Doch dann erfuhr sie von dem Fahrradmechanik-Kurs und begann die Ausbildung. Anfangs habe sie im Unterricht nichts verstanden und erst lernen müssen, wie man lernt. Doch sie blieb dran und machte die Abschlussprüfung. Sie arbeitete zuerst in einer anderen Werkstatt, bis sie mit zwei befreundeten Mechanikerinnen Anfang 2022 „Velo Peaches“ gründete. „Es war wie ein Feuer. Ich war so begeistert“, erzählt Ana. „Als das anfing, fühlte ich mich wieder lebendig.“
Heute gibt Ana selbst Kurse.
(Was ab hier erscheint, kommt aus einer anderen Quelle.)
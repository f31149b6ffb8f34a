//! Joints connecting two links

use serde::{Deserialize, Serialize};
use uuid::Uuid;

use crate::types::JointType;

/// A joint connecting two links
///
/// Endpoints are optional: a host that fails to resolve the parent or child
/// occurrence of a joint still reports the joint, with the endpoint missing.
#[derive(Debug, Clone, Serialize, Deserialize)]
pub struct Joint {
    pub id: Uuid,
    pub name: String,
    #[serde(default)]
    pub joint_type: JointType,
    /// Parent link ID
    pub parent_link: Option<Uuid>,
    /// Child link ID
    pub child_link: Option<Uuid>,
}

impl Joint {
    /// Create a new joint between two resolved links
    pub fn new(name: impl Into<String>, joint_type: JointType, parent: Uuid, child: Uuid) -> Self {
        Self {
            id: Uuid::new_v4(),
            name: name.into(),
            joint_type,
            parent_link: Some(parent),
            child_link: Some(child),
        }
    }

    /// Create a new fixed joint
    pub fn fixed(name: impl Into<String>, parent: Uuid, child: Uuid) -> Self {
        Self::new(name, JointType::Fixed, parent, child)
    }

    /// Create a joint whose parent link could not be resolved
    pub fn with_unresolved_parent(
        name: impl Into<String>,
        joint_type: JointType,
        child: Option<Uuid>,
    ) -> Self {
        Self {
            id: Uuid::new_v4(),
            name: name.into(),
            joint_type,
            parent_link: None,
            child_link: child,
        }
    }
}
//! Command line arguments

use std::path::PathBuf;
use std::str::FromStr;

use clap::{ArgGroup, Parser};
use rk_core::LengthUnit;

/// Remove small, non-structural links from a robot assembly
///
/// INPUT is a URDF file (.urdf) or an assembly snapshot (.ron, .json).
#[derive(Parser, Debug, Clone, Default, PartialEq)]
#[command(name = "rk-export", version, about)]
#[command(group(ArgGroup::new("toggle").args(["enable", "disable"])))]
pub struct Args {
    /// Assembly to filter (.urdf, .ron or .json)
    #[arg(value_name = "INPUT")]
    pub input: PathBuf,

    /// Load settings from FILE instead of the user config
    #[arg(short, long, value_name = "FILE")]
    pub config: Option<PathBuf>,

    /// Minimum bounding-box diagonal (enables the filter)
    #[arg(short, long, value_name = "VALUE", allow_negative_numbers = true)]
    pub threshold: Option<f64>,

    /// Threshold unit: mm, cm or m
    #[arg(short, long, value_parser = LengthUnit::from_str)]
    pub unit: Option<LengthUnit>,

    /// Enable the small part filter
    #[arg(long)]
    pub enable: bool,

    /// Disable the small part filter
    #[arg(long, conflicts_with = "enable")]
    pub disable: bool,

    /// Measure URDF collision geometry instead of visual
    #[arg(long)]
    pub collision: bool,

    /// Print the decision for every link to stderr
    #[arg(long)]
    pub report: bool,

    /// Store the effective filter settings in the config file
    #[arg(long)]
    pub save_config: bool,

    /// Write the result to FILE instead of stdout
    #[arg(short, long, value_name = "FILE")]
    pub output: Option<PathBuf>,
}

impl Args {
    /// Explicit enable/disable request, if any
    pub fn enabled(&self) -> Option<bool> {
        match (self.enable, self.disable) {
            (true, _) => Some(true),
            (_, true) => Some(false),
            _ => None,
        }
    }
}
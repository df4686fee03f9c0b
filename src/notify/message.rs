//! Notification value object.

/// Subject line attached to every insertion notification.
pub const INSERTION_SUBJECT: &str = "A new insertion in database table";

/// One outbound notification.
///
/// Constructed per qualifying record, dispatched, and discarded; it has no
/// identity beyond the publish call.
#[derive(Debug, Clone, PartialEq, Eq)]
pub struct Notification {
    /// Subject line shown to topic subscribers.
    pub subject: String,
    /// Serialized form of the record's new image.
    pub body: String,
    /// Destination topic ARN.
    pub topic_arn: String,
}

impl Notification {
    /// Build an insertion notification with the fixed subject.
    #[must_use]
    pub fn insertion(body: String, topic_arn: String) -> Self {
        Self {
            subject: INSERTION_SUBJECT.to_string(),
            body,
            topic_arn,
        }
    }
}
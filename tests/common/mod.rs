//! Test utilities for notifier tests.
//!
//! Provides:
//! - A recording mock publisher with failure injection
//! - Stream event fixtures
//! - Handler state setup

use std::sync::{Arc, Mutex};

use async_trait::async_trait;
use serde_json::{json, Value};

use stream_notifier::config::Config;
use stream_notifier::event::StreamEvent;
use stream_notifier::handler::NotifierState;
use stream_notifier::notify::{Notification, PublishError, PublishReceipt, Publisher};

/// Invocation identity used by most tests.
pub const FUNCTION_ARN: &str = "arn:aws:lambda:us-east-1:123456789012:function:f";

/// Publisher mock that records every dispatch.
///
/// Failure injection is keyed on body content rather than call order, since
/// dispatches within a batch are issued concurrently.
#[derive(Default)]
pub struct MockPublisher {
    attempts: Mutex<Vec<Notification>>,
    published: Mutex<Vec<Notification>>,
    fail_marker: Option<String>,
}

impl MockPublisher {
    pub fn new() -> Arc<Self> {
        Arc::new(Self::default())
    }

    /// A mock that fails every publish whose body contains `marker`.
    pub fn failing_on(marker: &str) -> Arc<Self> {
        Arc::new(Self {
            fail_marker: Some(marker.to_string()),
            ..Self::default()
        })
    }

    /// All dispatch attempts, including failed ones.
    pub fn attempts(&self) -> Vec<Notification> {
        self.attempts.lock().unwrap().clone()
    }

    /// Successfully published notifications.
    pub fn published(&self) -> Vec<Notification> {
        self.published.lock().unwrap().clone()
    }
}

#[async_trait]
impl Publisher for MockPublisher {
    async fn publish(&self, notification: &Notification) -> Result<PublishReceipt, PublishError> {
        self.attempts.lock().unwrap().push(notification.clone());

        if let Some(marker) = &self.fail_marker {
            if notification.body.contains(marker) {
                return Err(PublishError::Service("injected failure".into()));
            }
        }

        let mut published = self.published.lock().unwrap();
        published.push(notification.clone());
        Ok(PublishReceipt {
            message_id: Some(format!("mock-{}", published.len())),
        })
    }
}

/// Handler state wired to the given publisher with test configuration.
pub fn test_state(publisher: Arc<MockPublisher>) -> NotifierState {
    NotifierState::new(
        publisher,
        Config {
            region: "us-east-1".into(),
            topic_name: "my-topic".into(),
            log_level: "debug".into(),
        },
    )
}

/// Build a stream record with the given event name and new image.
pub fn record(event_name: &str, new_image: Value) -> Value {
    json!({
        "eventName": event_name,
        "dynamodb": { "NewImage": new_image }
    })
}

/// Build a batch event from record values.
pub fn batch(records: Vec<Value>) -> StreamEvent {
    serde_json::from_value(json!({ "Records": records })).expect("valid stream event")
}
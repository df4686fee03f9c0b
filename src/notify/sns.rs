//! SNS implementation of the publisher port.

use async_trait::async_trait;
use aws_sdk_sns::error::DisplayErrorContext;

use super::message::Notification;
use super::publisher::{PublishError, PublishReceipt, Publisher};

/// Publishes notifications through a shared SNS client.
///
/// The underlying client is cheap to clone and safe for concurrent use, so
/// a single instance serves every invocation of the process.
#[derive(Clone)]
pub struct SnsPublisher {
    client: aws_sdk_sns::Client,
}

impl SnsPublisher {
    /// Wrap an already-configured SNS client.
    #[must_use]
    pub fn new(client: aws_sdk_sns::Client) -> Self {
        Self { client }
    }
}

#[async_trait]
impl Publisher for SnsPublisher {
    async fn publish(&self, notification: &Notification) -> Result<PublishReceipt, PublishError> {
        let output = self
            .client
            .publish()
            .topic_arn(&notification.topic_arn)
            .subject(&notification.subject)
            .message(&notification.body)
            .send()
            .await
            .map_err(|e| PublishError::Service(DisplayErrorContext(&e).to_string()))?;

        Ok(PublishReceipt {
            message_id: output.message_id,
        })
    }
}
//! Stream Notifier: a DynamoDB-stream-to-SNS insertion notifier.
//!
//! For each `INSERT` record in a DynamoDB stream batch, publishes the
//! record's new image to a configured SNS topic. Runs as an AWS Lambda
//! function; the platform supplies batching, retries and redelivery.
//!
//! Environment variables:
//! - `REGION`: region component of the destination topic ARN
//! - `TOPIC_NAME`: logical name of the destination SNS topic
//! - `RUST_LOG`: log level (trace, debug, info, warn, error)

pub mod arn;
pub mod config;
pub mod event;
pub mod handler;
pub mod notify;
pub mod observability;
//! The Record Notifier: filter, format, dispatch, summarize.
//!
//! Processing is best-effort by contract: a failed dispatch for one record
//! is logged and swallowed, later records are still dispatched, and the
//! invocation always reports success over the full batch size.

use std::sync::Arc;

use crate::arn;
use crate::config::Config;
use crate::event::StreamEvent;
use crate::notify::{Notification, Publisher};

/// State shared across invocations of one process.
pub struct NotifierState {
    pub publisher: Arc<dyn Publisher>,
    pub config: Config,
}

impl NotifierState {
    pub fn new(publisher: Arc<dyn Publisher>, config: Config) -> Self {
        Self { publisher, config }
    }
}

/// Process one batch of stream records.
///
/// Publishes one notification per `INSERT` record, all dispatches issued
/// concurrently. Returns only after every dispatch has settled, so the
/// platform never tears down the sandbox with calls still in flight.
///
/// The returned summary counts the FULL batch, not the insertions; this is
/// the observable contract of the notifier.
#[tracing::instrument(skip_all, fields(records = event.records.len()))]
pub async fn process_records(
    state: &NotifierState,
    event: StreamEvent,
    function_arn: &str,
) -> String {
    let account_id = arn::account_id(function_arn).unwrap_or_else(|| {
        tracing::warn!(
            function_arn,
            "Malformed invocation identity, proceeding with empty account id"
        );
        ""
    });

    // One destination per invocation, shared read-only by all dispatches.
    let topic_arn = arn::topic_arn(&state.config.region, account_id, &state.config.topic_name);

    let total = event.records.len();
    let mut dispatches = Vec::new();

    for (index, record) in event.records.iter().enumerate() {
        tracing::debug!(
            index,
            event_name = %record.event_name,
            record = %serde_json::to_string(record).unwrap_or_default(),
            "Stream record received"
        );

        if !record.is_insert() {
            continue;
        }

        let body = match record.new_image_json() {
            Ok(body) => body,
            Err(e) => {
                tracing::error!(index, error = %e, "Unable to serialize new image");
                continue;
            }
        };

        let notification = Notification::insertion(body, topic_arn.clone());
        let publisher = Arc::clone(&state.publisher);

        dispatches.push(async move {
            match publisher.publish(&notification).await {
                Ok(receipt) => {
                    tracing::info!(
                        index,
                        message_id = ?receipt.message_id,
                        topic_arn = %notification.topic_arn,
                        "Notification published"
                    );
                }
                Err(e) => {
                    tracing::error!(index, error = %e, "Unable to send notification");
                }
            }
        });
    }

    // Every outcome is logged above; failures never fail the batch.
    futures::future::join_all(dispatches).await;

    format!("Successfully processed {total} records.")
}
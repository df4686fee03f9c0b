//! Stream Notifier: DynamoDB insertion events to SNS.
//!
//! Runs as an AWS Lambda function behind a DynamoDB stream event source.
//!
//! Environment variables:
//! - `REGION`: region component of the destination topic ARN
//! - `TOPIC_NAME`: logical name of the destination SNS topic
//! - `RUST_LOG`: log level (trace, debug, info, warn, error)

use std::sync::Arc;

use lambda_runtime::{run, service_fn, Error, LambdaEvent};

use stream_notifier::config::Config;
use stream_notifier::event::StreamEvent;
use stream_notifier::handler::{process_records, NotifierState};
use stream_notifier::notify::SnsPublisher;
use stream_notifier::observability::tracing::init_tracing;

#[tokio::main]
async fn main() -> Result<(), Error> {
    // Parse configuration from environment (and CLI arguments locally)
    let config = Config::parse_args();

    // Initialize tracing/logging
    init_tracing(&config.log_level);

    // Build the SNS client once; it is reused across all invocations
    let aws_config = aws_config::load_defaults(aws_config::BehaviorVersion::latest()).await;
    let sns = aws_sdk_sns::Client::new(&aws_config);
    let state = Arc::new(NotifierState::new(Arc::new(SnsPublisher::new(sns)), config));

    tracing::info!(
        region = %state.config.region,
        topic_name = %state.config.topic_name,
        "Stream notifier ready"
    );

    run(service_fn(move |event: LambdaEvent<StreamEvent>| {
        let state = Arc::clone(&state);
        async move {
            let (payload, context) = event.into_parts();
            let summary = process_records(&state, payload, &context.invoked_function_arn).await;
            // Best-effort contract: the invocation never fails
            Ok::<String, Error>(summary)
        }
    }))
    .await
}
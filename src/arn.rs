//! Destination topic ARN construction.
//!
//! The account identifier is taken from the invocation identity ARN
//! (`arn:<partition>:<service>:<region>:<accountId>:<resource>`), which the
//! platform guarantees to be colon-delimited with the account at index 4.

/// Extract the account identifier from an invocation identity ARN.
///
/// Returns `None` when the ARN has fewer than five colon-delimited fields.
#[must_use]
pub fn account_id(function_arn: &str) -> Option<&str> {
    function_arn.split(':').nth(4)
}

/// Build the destination SNS topic ARN.
///
/// Segments are interpolated as given: an unset region or topic name yields
/// an ARN with empty segments rather than an error, matching the
/// best-effort posture of the notifier.
#[must_use]
pub fn topic_arn(region: &str, account_id: &str, topic_name: &str) -> String {
    format!("arn:aws:sns:{region}:{account_id}:{topic_name}")
}
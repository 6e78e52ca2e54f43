use crate::domain::profile::{Profile, ProfileField, Responses};
use crate::error::ProfileError;
use std::collections::BTreeMap;
use std::fs;
use std::io::ErrorKind;
use std::path::{Path, PathBuf};
use std::sync::{Mutex, MutexGuard, PoisonError};

/// Flat-file profile store.
///
/// The whole map is rewritten on every mutation. Writes go to a sibling temp
/// file that is then renamed over the target, so readers never see a torn file.
/// A single mutex covers mutate + persist, and the in-memory map only changes
/// after the file has been written.
#[derive(Debug)]
pub struct ProfileStore {
    path: PathBuf,
    profiles: Mutex<BTreeMap<String, Profile>>,
}

impl ProfileStore {
    /// Loads every stored profile. A missing file is an empty store.
    pub fn open(path: impl Into<PathBuf>) -> Result<Self, ProfileError> {
        let path = path.into();
        let profiles = match fs::read(&path) {
            Ok(bytes) => serde_json::from_slice::<BTreeMap<String, Profile>>(&bytes).map_err(
                |source| ProfileError::Json {
                    path: path.clone(),
                    source,
                },
            )?,
            Err(e) if e.kind() == ErrorKind::NotFound => BTreeMap::new(),
            Err(source) => return Err(ProfileError::Io { path, source }),
        };

        tracing::debug!(path = %path.display(), profiles = profiles.len(), "profile store loaded");

        Ok(Self {
            path,
            profiles: Mutex::new(profiles),
        })
    }

    pub fn path(&self) -> &Path {
        &self.path
    }

    /// Builds a profile from questionnaire answers and inserts (or replaces) it.
    pub fn create_profile(
        &self,
        user_id: &str,
        responses: &Responses,
    ) -> Result<Profile, ProfileError> {
        let profile = Profile::from_responses(user_id, responses)?;

        let mut profiles = self.lock();
        let mut next = profiles.clone();
        let replaced = next.insert(user_id.to_string(), profile.clone()).is_some();
        self.persist(&next)?;
        *profiles = next;

        tracing::info!(user_id, replaced, "profile saved");
        Ok(profile)
    }

    pub fn get_profile(&self, user_id: &str) -> Option<Profile> {
        self.lock().get(user_id).cloned()
    }

    /// Applies field updates keyed by profile attribute name.
    ///
    /// Unknown keys and invalid values reject the whole update; nothing is
    /// written unless every key applies cleanly.
    pub fn update_profile(
        &self,
        user_id: &str,
        updates: &Responses,
    ) -> Result<Profile, ProfileError> {
        let mut profiles = self.lock();
        let Some(current) = profiles.get(user_id) else {
            return Err(ProfileError::NotFound(user_id.to_string()));
        };

        let mut updated = current.clone();
        let mut errors = Vec::new();
        for (key, value) in updates {
            let Some(field) = ProfileField::parse(key) else {
                return Err(ProfileError::UnknownField(key.clone()));
            };
            if let Err(e) = updated.set_field(field, value) {
                errors.push(e);
            }
        }
        if !errors.is_empty() {
            return Err(ProfileError::Validation(errors));
        }

        let mut next = profiles.clone();
        next.insert(user_id.to_string(), updated.clone());
        self.persist(&next)?;
        *profiles = next;

        tracing::info!(user_id, fields = updates.len(), "profile updated");
        Ok(updated)
    }

    pub fn user_ids(&self) -> Vec<String> {
        self.lock().keys().cloned().collect()
    }

    pub fn len(&self) -> usize {
        self.lock().len()
    }

    pub fn is_empty(&self) -> bool {
        self.lock().is_empty()
    }

    fn lock(&self) -> MutexGuard<'_, BTreeMap<String, Profile>> {
        // The map is only replaced after a successful persist, so a poisoned
        // guard still holds a consistent snapshot.
        self.profiles.lock().unwrap_or_else(PoisonError::into_inner)
    }

    fn persist(&self, profiles: &BTreeMap<String, Profile>) -> Result<(), ProfileError> {
        let io_err = |source| ProfileError::Io {
            path: self.path.clone(),
            source,
        };

        let json = serde_json::to_vec_pretty(profiles).map_err(|source| ProfileError::Json {
            path: self.path.clone(),
            source,
        })?;

        if let Some(parent) = self.path.parent().filter(|p| !p.as_os_str().is_empty()) {
            fs::create_dir_all(parent).map_err(io_err)?;
        }

        let tmp = self.tmp_path();
        fs::write(&tmp, &json).map_err(io_err)?;
        fs::rename(&tmp, &self.path).map_err(io_err)?;

        tracing::debug!(
            path = %self.path.display(),
            profiles = profiles.len(),
            "profile store persisted"
        );
        Ok(())
    }

    fn tmp_path(&self) -> PathBuf {
        let mut name = self
            .path
            .file_name()
            .map(|n| n.to_os_string())
            .unwrap_or_else(|| "profiles.json".into());
        name.push(".tmp");
        self.path.with_file_name(name)
    }
}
Sie zeigt vor, wie man Laufräder baut. „Ich liebe es, dafür zu sorgen, dass Dinge wieder funktionieren, und Menschen damit eine Freude zu machen. Und dass es so viel zu lernen gibt“, sagt Ana. „Mein Hirn war so hungrig, es hat alles aufgesaugt. Und es will immer mehr.“ Als nächstes wolle sie Schweißen lernen – und das Team um weitere Mechanikerinnen erweitern, um Wissen weiterzugeben.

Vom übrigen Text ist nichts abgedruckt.